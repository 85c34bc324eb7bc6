//! 应用层 - 用例编排
//!
//! 包含：
//! - ports: 六边形架构端口定义（TodoListRepository）
//! - commands: CQRS 命令及处理器
//! - queries: CQRS 查询及处理器
//! - error: 应用层错误定义

pub mod commands;
pub mod error;
pub mod ports;
pub mod queries;

// Re-exports
pub use commands::{
    CreateItem,
    CreateList,
    DeleteItem,
    DeleteList,
    SetCheckedState,
    // Handlers
    handlers::{
        CreateItemHandler, CreateListHandler, CreateListResponse, DeleteItemHandler,
        DeleteListHandler, SetCheckedStateHandler,
    },
};

pub use error::ApplicationError;

pub use ports::{RepositoryError, TodoListRepositoryPort};

pub use queries::{
    GetList,
    ListLists,
    // Handlers
    handlers::{GetListHandler, ListListsHandler},
};
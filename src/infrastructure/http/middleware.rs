//! HTTP Middleware
//!
//! 请求结果日志中间件

use std::time::Instant;

use axum::{extract::Request, middleware::Next, response::Response};

/// 请求结果日志中间件
///
/// 4xx 记为 warn，5xx 记为 error，其余只在 debug 级别输出
/// 业务错误的细节在 ApiError::into_response() 中记录
pub async fn request_logging_middleware(request: Request, next: Next) -> Response {
    let method = request.method().clone();
    let uri = request.uri().clone();
    let started = Instant::now();

    let response = next.run(request).await;
    let status = response.status();
    let elapsed_ms = started.elapsed().as_millis() as u64;

    if status.is_server_error() {
        tracing::error!(
            method = %method,
            uri = %uri,
            status = %status.as_u16(),
            elapsed_ms,
            "HTTP server error"
        );
    } else if status.is_client_error() {
        tracing::warn!(
            method = %method,
            uri = %uri,
            status = %status.as_u16(),
            elapsed_ms,
            "HTTP client error"
        );
    } else {
        tracing::debug!(
            method = %method,
            uri = %uri,
            status = %status.as_u16(),
            elapsed_ms,
            "HTTP request completed"
        );
    }

    response
}

#[cfg(test)]
mod tests {
    use super::*;
    use std::sync::Arc;

    use axum::{
        body::Body,
        http::{header::CONTENT_TYPE, Method, Request as HttpRequest, StatusCode},
        Router,
    };
    use tower::util::ServiceExt;

    use crate::infrastructure::http::{create_routes, AppState};
    use crate::infrastructure::memory::InMemoryTodoListRepository;

    fn logged_api() -> Router {
        let state = AppState::new(Arc::new(InMemoryTodoListRepository::new()));
        create_routes()
            .layer(axum::middleware::from_fn(request_logging_middleware))
            .with_state(Arc::new(state))
    }

    fn post_list(body: &'static str) -> HttpRequest<Body> {
        HttpRequest::builder()
            .method(Method::POST)
            .uri("/api/lists")
            .header(CONTENT_TYPE, "application/json")
            .body(Body::from(body))
            .unwrap()
    }

    #[tokio::test]
    async fn test_created_list_passes_through() {
        let response = logged_api().oneshot(post_list(r#"{"name":"Chores"}"#)).await.unwrap();
        assert_eq!(response.status(), StatusCode::CREATED);
    }

    #[tokio::test]
    async fn test_blank_name_passes_through_as_422() {
        let response = logged_api().oneshot(post_list(r#"{"name":"  "}"#)).await.unwrap();
        assert_eq!(response.status(), StatusCode::UNPROCESSABLE_ENTITY);
    }

    #[tokio::test]
    async fn test_missing_list_passes_through_as_404() {
        let request = HttpRequest::builder()
            .uri("/api/lists/65f0c0ffee0000000000beef")
            .body(Body::empty())
            .unwrap();

        let response = logged_api().oneshot(request).await.unwrap();
        assert_eq!(response.status(), StatusCode::NOT_FOUND);
    }
}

• Exercise brief
In the data above, find the line that contains "Method, Request as" and the line that contains "use crate::infrastructure::memory::InMemoryTodoListRepository;". Repeat exactly those lines and every line between them, and only those.

• The answer
        http::{header::CONTENT_TYPE, Method, Request as HttpRequest, StatusCode},
        Router,
    };
    use tower::util::ServiceExt;

    use crate::infrastructure::http::{create_routes, AppState};
    use crate::infrastructure::memory::InMemoryTodoListRepository;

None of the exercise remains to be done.